マーケティングリサーチ会社とヘルスケアSaaSスタートアップの人事を経て現職。10XではHRプランニングとして人事制度・人材開発領域を担当。

鈴木 棟也(@suzuki)

グロース本部

コンサルティング会社にて新規事業開発や成長戦略の策定に従事したのち、10X入社後は顧客のネットスーパー事業における販促を担当

さらに多くのお客様と出会うため、短期集中で取り組むIS機能を立ち上げ

——ISプロジェクトを始動した経緯から教えてください。

上村 (以下、udon)きっかけは、当時は事業開発本部長を兼任していた矢本さん、現在事業開発本部の本部長の赤木さん、ならびに経営企画の私の3名で全社の売上計画を立てていたときのことでした。話し合いの場で、パイプラインを増やす必要性を全員が感じたんです。
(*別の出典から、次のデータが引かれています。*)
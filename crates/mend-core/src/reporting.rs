//! Report metrics and persistence
//!
//! After a run is assembled its summary counters go to the metrics backend
//! and the full report goes to history. Neither may fail the run: errors
//! are logged and the in-memory report is still returned and dispatched.

use async_trait::async_trait;
use mend_signal::RecoveryReport;
use mend_store::HistoryStore;
use serde::{Deserialize, Serialize};
use std::sync::Arc;

use crate::error::MetricsError;

/// Number of actions in the run
pub const ACTIONS_EXECUTED: &str = "mend.recovery.actions_executed";
/// Successful / total, in percent
pub const SUCCESS_RATE: &str = "mend.recovery.success_rate";
/// Run wall-clock duration
pub const RUN_DURATION: &str = "mend.recovery.duration_ms";

/// Unit of a published value
#[derive(Debug, Clone, Copy, PartialEq, Eq, Hash, Serialize, Deserialize)]
#[serde(rename_all = "lowercase")]
pub enum MetricUnit {
    /// Plain count
    Count,
    /// 0 - 100
    Percent,
    /// Milliseconds
    Milliseconds,
}

impl MetricUnit {
    fn as_metrics_unit(self) -> metrics::Unit {
        match self {
            MetricUnit::Count => metrics::Unit::Count,
            MetricUnit::Percent => metrics::Unit::Percent,
            MetricUnit::Milliseconds => metrics::Unit::Milliseconds,
        }
    }
}

/// External metrics backend
#[async_trait]
pub trait MetricsBackend: Send + Sync {
    /// Publish one data point
    async fn publish(
        &self,
        name: &str,
        value: f64,
        unit: MetricUnit,
        dimensions: &[(String, String)],
    ) -> Result<(), MetricsError>;
}

/// Forwards to whatever `metrics` recorder the process installed
///
/// Without an installed recorder every publish is a no-op.
#[derive(Debug, Clone, Copy, Default)]
pub struct FacadeMetricsBackend;

impl FacadeMetricsBackend {
    /// Create backend and describe the run metrics to the recorder
    #[must_use]
    pub fn new() -> Self {
        metrics::describe_gauge!(
            ACTIONS_EXECUTED,
            MetricUnit::Count.as_metrics_unit(),
            "Actions in the last recovery run"
        );
        metrics::describe_gauge!(
            SUCCESS_RATE,
            MetricUnit::Percent.as_metrics_unit(),
            "Share of successful actions in the last recovery run"
        );
        metrics::describe_gauge!(
            RUN_DURATION,
            MetricUnit::Milliseconds.as_metrics_unit(),
            "Duration of the last recovery run"
        );
        Self
    }
}

#[async_trait]
impl MetricsBackend for FacadeMetricsBackend {
    async fn publish(
        &self,
        name: &str,
        value: f64,
        _unit: MetricUnit,
        dimensions: &[(String, String)],
    ) -> Result<(), MetricsError> {
        let labels: Vec<(String, String)> = dimensions.to_vec();
        metrics::gauge!(name.to_owned(), &labels).set(value);
        Ok(())
    }
}

/// Publishes counters and persists the report
#[derive(Clone)]
pub struct ReportEmitter {
    metrics: Arc<dyn MetricsBackend>,
    history: Arc<dyn HistoryStore>,
}

impl std::fmt::Debug for ReportEmitter {
    fn fmt(&self, f: &mut std::fmt::Formatter<'_>) -> std::fmt::Result {
        f.debug_struct("ReportEmitter").finish_non_exhaustive()
    }
}

impl ReportEmitter {
    /// Create emitter
    #[inline]
    #[must_use]
    pub fn new(metrics: Arc<dyn MetricsBackend>, history: Arc<dyn HistoryStore>) -> Self {
        Self { metrics, history }
    }

    /// Counters derived from `report`
    #[must_use]
    pub fn counters(report: &RecoveryReport) -> [(&'static str, f64, MetricUnit); 3] {
        #[allow(clippy::cast_precision_loss)]
        let total = report.total_actions as f64;
        #[allow(clippy::cast_precision_loss)]
        let duration = report.duration_ms() as f64;
        [
            (ACTIONS_EXECUTED, total, MetricUnit::Count),
            (SUCCESS_RATE, report.success_rate() * 100.0, MetricUnit::Percent),
            (RUN_DURATION, duration, MetricUnit::Milliseconds),
        ]
    }

    /// Publish counters and store the report, logging any failure
    pub async fn emit(&self, report: &RecoveryReport) {
        let dimensions = vec![("trigger".to_string(), report.trigger.as_str().to_string())];

        for (name, value, unit) in Self::counters(report) {
            if let Err(error) = self.metrics.publish(name, value, unit, &dimensions).await {
                tracing::warn!(run_id = %report.run_id, metric = name, %error, "failed to publish metric");
            }
        }

        if let Err(error) = self.history.put(report).await {
            tracing::warn!(run_id = %report.run_id, %error, "failed to persist recovery report");
        }
    }
}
Stailerはリリース直後から大手のパートナー企業とご一緒でき、ありがたいことに初期フェーズでは多くの引き合いをいただきました。そこから3年が経ち、良い意味で市場の開拓が進んできたのが今の状況です。以前から事業開発メンバーで見込み顧客に電話でのアプローチは行っていたものの「もっと多くのお客様との接点を作っていきたい」と考えていた時期でした。

そんな話をしていたところ、矢本さんから「udon、まずは短期プロジェクトでIS機能を立ち上げてみてよ」との提案がありました。正直なところ、経営企画ですし、営業経験もなかったので不安もありましたが、とりあえずやってみよう!と走り出したんです。プロジェクト立ち上げの話が出た翌週には企業への架電を始めていきました。
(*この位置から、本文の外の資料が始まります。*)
//! Severity-scoped notification dispatch
//!
//! Channel selection happens in two steps. First the routing set: channels
//! whose severities include the run severity, or the channels named by an
//! escalation level. Then per-channel filters: business hours and the
//! channel's own rate limit. Survivors are rendered and sent concurrently;
//! each send succeeds or fails on its own.
//!
//! A rate-limited channel's slot is reserved before its send starts, so
//! overlapping runs cannot both pass the limit. A failed send hands the
//! slot back.

use chrono::{DateTime, Duration, Utc};
use dashmap::mapref::entry::Entry;
use dashmap::DashMap;
use futures::future::join_all;
use mend_signal::{NotificationOutcome, RecoveryReport};

use crate::config::{Links, RecoveryConfig};
use crate::notify::channel::{BusinessHours, NotificationChannel};
use crate::notify::escalation::{EscalationIncident, EscalationPolicy};
use crate::notify::template::{render, Notice};
use crate::notify::transport::TransportRegistry;

/// Per-run record of notification delivery
pub type DispatchSummary = NotificationOutcome;

/// Suppression reason for business-hours-only channels
pub const OUTSIDE_BUSINESS_HOURS: &str = "outside business hours";

/// Rate-limit slot held while a send is in flight
#[derive(Debug, Clone, Copy)]
struct Reservation {
    previous: Option<DateTime<Utc>>,
}

/// Routes notices to channels
#[derive(Debug)]
pub struct Dispatcher {
    channels: Vec<NotificationChannel>,
    transports: TransportRegistry,
    business_hours: BusinessHours,
    links: Links,
    last_sent: DashMap<String, DateTime<Utc>>,
}

impl Dispatcher {
    /// Dispatcher over `channels`
    #[must_use]
    pub fn new(channels: Vec<NotificationChannel>, transports: TransportRegistry) -> Self {
        Self {
            channels,
            transports,
            business_hours: BusinessHours::default(),
            links: Links::default(),
            last_sent: DashMap::new(),
        }
    }

    /// Dispatcher with channels, hours and links from `config`
    #[must_use]
    pub fn from_config(config: &RecoveryConfig, transports: TransportRegistry) -> Self {
        Self::new(config.channels.clone(), transports)
            .with_business_hours(config.business_hours)
            .with_links(config.links.clone())
    }

    /// With business-hours window
    #[must_use]
    pub fn with_business_hours(mut self, hours: BusinessHours) -> Self {
        self.business_hours = hours;
        self
    }

    /// With template links
    #[must_use]
    pub fn with_links(mut self, links: Links) -> Self {
        self.links = links;
        self
    }

    /// Configured channels
    #[inline]
    #[must_use]
    pub fn channels(&self) -> &[NotificationChannel] {
        &self.channels
    }

    /// Channel by name
    #[must_use]
    pub fn channel(&self, name: &str) -> Option<&NotificationChannel> {
        self.channels.iter().find(|c| c.name == name)
    }

    /// Last delivery through `channel`, counting a rate-limited send still in flight
    #[must_use]
    pub fn last_sent(&self, channel: &str) -> Option<DateTime<Utc>> {
        self.last_sent.get(channel).map(|entry| *entry.value())
    }

    /// Apply the hour filter, then take the channel's rate-limit slot
    fn admit(&self, channel: &NotificationChannel, now: DateTime<Utc>) -> Result<Option<Reservation>, String> {
        if channel.business_hours_only && !self.business_hours.contains(now) {
            return Err(OUTSIDE_BUSINESS_HOURS.to_string());
        }
        let Some(minutes) = channel.rate_limit_minutes else {
            return Ok(None);
        };
        let window = Duration::minutes(i64::from(minutes));

        match self.last_sent.entry(channel.name.clone()) {
            Entry::Occupied(mut entry) => {
                let last = *entry.get();
                if now - last < window {
                    return Err(format!("rate limited (last sent {})", last.to_rfc3339()));
                }
                entry.insert(now);
                Ok(Some(Reservation { previous: Some(last) }))
            }
            Entry::Vacant(entry) => {
                entry.insert(now);
                Ok(Some(Reservation { previous: None }))
            }
        }
    }

    /// Give back a slot taken at `taken` unless a later send replaced it
    fn release(&self, channel: &str, reservation: Reservation, taken: DateTime<Utc>) {
        match reservation.previous {
            Some(previous) => {
                if let Some(mut last) = self.last_sent.get_mut(channel) {
                    if *last == taken {
                        *last = previous;
                    }
                }
            }
            None => {
                self.last_sent.remove_if(channel, |_, last| *last == taken);
            }
        }
    }

    fn mark_sent(&self, channel: &str, now: DateTime<Utc>) {
        self.last_sent
            .entry(channel.to_string())
            .and_modify(|last| *last = (*last).max(now))
            .or_insert(now);
    }

    async fn deliver(
        &self,
        notice: &Notice,
        targets: Vec<&NotificationChannel>,
        now: DateTime<Utc>,
    ) -> DispatchSummary {
        let mut summary = DispatchSummary::default();
        let mut admitted = Vec::new();

        for channel in targets {
            match self.admit(channel, now) {
                Ok(reservation) => admitted.push((channel, reservation)),
                Err(reason) => {
                    tracing::debug!(channel = %channel.name, %reason, "notification suppressed");
                    summary.suppressed.push((channel.name.clone(), reason));
                }
            }
        }

        let sends = admitted.iter().map(|(channel, reservation)| async move {
            let message = render(notice, channel.transport);
            let outcome = self
                .transports
                .send(channel.transport, &message, &channel.destination)
                .await;
            (*channel, *reservation, outcome)
        });

        for (channel, reservation, outcome) in join_all(sends).await {
            summary.attempted.push(channel.name.clone());
            match outcome {
                Ok(()) => {
                    if reservation.is_none() {
                        self.mark_sent(&channel.name, now);
                    }
                    summary.delivered.push(channel.name.clone());
                }
                Err(error) => {
                    if let Some(reservation) = reservation {
                        self.release(&channel.name, reservation, now);
                    }
                    tracing::warn!(
                        channel = %channel.name,
                        transport = %channel.transport,
                        %error,
                        "notification delivery failed"
                    );
                    summary.failed.push((channel.name.clone(), error.to_string()));
                }
            }
        }
        summary
    }

    /// Notify the channels routed for the report's severity
    pub async fn dispatch_report(&self, report: &RecoveryReport, now: DateTime<Utc>) -> DispatchSummary {
        let severity = report.severity();
        let notice = Notice::from_report(report, &self.links);
        let targets: Vec<&NotificationChannel> =
            self.channels.iter().filter(|c| c.accepts(severity)).collect();

        tracing::debug!(
            run_id = %report.run_id,
            %severity,
            channels = targets.len(),
            "dispatching recovery report"
        );
        self.deliver(&notice, targets, now).await
    }

    /// Notify escalation `level` of `policy`
    ///
    /// Sends nothing when the level's condition no longer holds or the
    /// level does not exist. Channels are the ones the level names; their
    /// severity sets do not apply, their hour and rate filters do.
    pub async fn notify_level(
        &self,
        policy: &EscalationPolicy,
        level: usize,
        incident: &EscalationIncident,
        condition_holds: bool,
        now: DateTime<Utc>,
    ) -> DispatchSummary {
        let Some(stage) = policy.level(level) else {
            tracing::warn!(policy = %policy.name, level, "escalation level not defined");
            return DispatchSummary::default();
        };
        if !condition_holds {
            tracing::info!(
                policy = %policy.name,
                level,
                condition = %stage.condition,
                incident = %incident.incident_id,
                "escalation condition no longer holds"
            );
            return DispatchSummary::default();
        }

        let mut summary = DispatchSummary::default();
        let mut targets = Vec::new();
        for name in &stage.channels {
            match self.channel(name) {
                Some(channel) => targets.push(channel),
                None => {
                    tracing::warn!(channel = %name, policy = %policy.name, "escalation references unknown channel");
                    summary.failed.push((name.clone(), "unknown channel".to_string()));
                }
            }
        }

        tracing::info!(
            policy = %policy.name,
            level,
            incident = %incident.incident_id,
            channels = targets.len(),
            "escalating"
        );
        let notice = Notice::escalation(incident, level, now, &self.links);
        summary.merge(self.deliver(&notice, targets, now).await);
        summary
    }
}

#[cfg(test)]
mod tests {
    use super::*;
    use crate::notify::channel::TransportKind;
    use crate::notify::escalation::EscalationLevel;
    use crate::error::TransportError;
    use crate::notify::template::RenderedMessage;
    use crate::notify::transport::{LogTransport, Transport};
    use std::sync::atomic::{AtomicU32, Ordering};
    use mend_signal::{RunId, Severity, TriggerId, TriggerKind};
    use std::sync::Arc;

    fn tuesday(hour: u32) -> DateTime<Utc> {
        format!("2024-03-05T{hour:02}:00:00Z").parse().unwrap()
    }

    fn info_report() -> RecoveryReport {
        RecoveryReport::assemble(
            RunId::new(),
            TriggerId::new(),
            TriggerKind::Manual,
            false,
            tuesday(10),
            tuesday(10),
            Vec::new(),
        )
    }

    fn dispatcher(channels: Vec<NotificationChannel>) -> Dispatcher {
        Dispatcher::new(channels, TransportRegistry::uniform(Arc::new(LogTransport)))
    }

    #[tokio::test]
    async fn business_hours_channels_sleep_at_night() {
        let dispatcher = dispatcher(vec![
            NotificationChannel::new("ops-email", TransportKind::Email, "ops@example.com")
                .with_severity(Severity::Info)
                .business_hours_only(),
        ]);

        let day = dispatcher.dispatch_report(&info_report(), tuesday(10)).await;
        assert_eq!(day.delivered, vec!["ops-email".to_string()]);

        let night = dispatcher.dispatch_report(&info_report(), tuesday(23)).await;
        assert!(night.delivered.is_empty());
        assert_eq!(night.suppressed[0].1, OUTSIDE_BUSINESS_HOURS);
    }

    #[tokio::test]
    async fn rate_limit_is_per_channel() {
        let dispatcher = dispatcher(vec![
            NotificationChannel::new("ops-chat", TransportKind::Chat, "hook")
                .with_severity(Severity::Info)
                .with_rate_limit(30),
            NotificationChannel::new("audit", TransportKind::Webhook, "hook")
                .with_severity(Severity::Info),
        ]);

        let first = dispatcher.dispatch_report(&info_report(), tuesday(10)).await;
        assert_eq!(first.delivered.len(), 2);

        let soon = tuesday(10) + Duration::minutes(10);
        let second = dispatcher.dispatch_report(&info_report(), soon).await;
        assert_eq!(second.delivered, vec!["audit".to_string()]);
        assert_eq!(second.suppressed[0].0, "ops-chat");

        let later = tuesday(10) + Duration::minutes(30);
        let third = dispatcher.dispatch_report(&info_report(), later).await;
        assert_eq!(third.delivered.len(), 2);
    }

    /// Succeeds after yielding, failing the first `fail_first` sends
    struct Yielding {
        fail_first: AtomicU32,
    }

    #[async_trait::async_trait]
    impl Transport for Yielding {
        async fn send(&self, _message: &RenderedMessage, destination: &str) -> Result<(), TransportError> {
            tokio::task::yield_now().await;
            let failing = self
                .fail_first
                .fetch_update(Ordering::SeqCst, Ordering::SeqCst, |n| n.checked_sub(1))
                .is_ok();
            if failing {
                return Err(TransportError::DeliveryFailed {
                    destination: destination.to_string(),
                    message: "timeout".to_string(),
                });
            }
            Ok(())
        }
    }

    fn rate_limited(fail_first: u32) -> Dispatcher {
        Dispatcher::new(
            vec![NotificationChannel::new("ops-chat", TransportKind::Chat, "hook")
                .with_severity(Severity::Info)
                .with_rate_limit(30)],
            TransportRegistry::uniform(Arc::new(Yielding {
                fail_first: AtomicU32::new(fail_first),
            })),
        )
    }

    #[tokio::test]
    async fn overlapping_dispatches_share_one_rate_limit_slot() {
        let dispatcher = rate_limited(0);
        let report = info_report();

        let (a, b) = tokio::join!(
            dispatcher.dispatch_report(&report, tuesday(10)),
            dispatcher.dispatch_report(&report, tuesday(10))
        );
        assert_eq!(a.delivered.len() + b.delivered.len(), 1);
        assert_eq!(a.suppressed.len() + b.suppressed.len(), 1);
        assert_eq!(dispatcher.last_sent("ops-chat"), Some(tuesday(10)));
    }

    #[tokio::test]
    async fn failed_send_returns_the_slot() {
        let dispatcher = rate_limited(1);

        let failed = dispatcher.dispatch_report(&info_report(), tuesday(10)).await;
        assert_eq!(failed.failed.len(), 1);
        assert_eq!(dispatcher.last_sent("ops-chat"), None);

        let retry = tuesday(10) + Duration::minutes(1);
        let delivered = dispatcher.dispatch_report(&info_report(), retry).await;
        assert_eq!(delivered.delivered, vec!["ops-chat".to_string()]);
        assert_eq!(dispatcher.last_sent("ops-chat"), Some(retry));
    }

    #[tokio::test]
    async fn notify_level_respects_condition() {
        let dispatcher = dispatcher(vec![
            NotificationChannel::new("pager", TransportKind::Pager, "oncall")
                .with_severity(Severity::Critical),
        ]);
        let policy = EscalationPolicy::new(
            "critical",
            vec![EscalationLevel::new(0, vec!["pager".into(), "ghost".into()])],
        );
        let incident = EscalationIncident::new("inc-1", "TodoApiHealth critical", tuesday(3));

        let fired = dispatcher.notify_level(&policy, 0, &incident, true, tuesday(3)).await;
        assert_eq!(fired.delivered, vec!["pager".to_string()]);
        assert_eq!(fired.failed, vec![("ghost".to_string(), "unknown channel".to_string())]);

        let quiet = dispatcher.notify_level(&policy, 0, &incident, false, tuesday(4)).await;
        assert!(quiet.attempted.is_empty());

        let missing = dispatcher.notify_level(&policy, 7, &incident, true, tuesday(4)).await;
        assert!(missing.attempted.is_empty());
    }
}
——そうして集まったのが、7名のプロジェクトメンバーでした。

開始時の5人でのキックオフミーティングでの一枚


udon:架電業務の外部委託も検討したのですが、Stailerというプロダクトの複雑性から「自分たちで直接伝えたほうがいいだろう」と考え、今回は社内メンバーで進めていくことにしました。

最初の2週間は、まず事業開発メンバー3名でやってみることに。100件ほどの小売事業者の方々にアプローチしていったところ、商談のアポも何件か取れ始め、メンバーを増やして2ヶ月間集中して取り組んでみようと決めたんです。

本格始動にあたり、過去にインターン先でIS業務の知見があったグロース担当のsuzukiさんにも入ってもらったほか、毎週水曜日に実施している全社会議の場でもプロジェクトメンバーを募りました。すると、予想以上に多くのメンバーが「やりたいです」と手を挙げてくれて、7名体制になりました。

——suzukiさんはudonさんによる指名で、kuroさんは手を挙げて参加したと聞いています。どのような背景でこのプロジェクトに臨んだのでしょうか?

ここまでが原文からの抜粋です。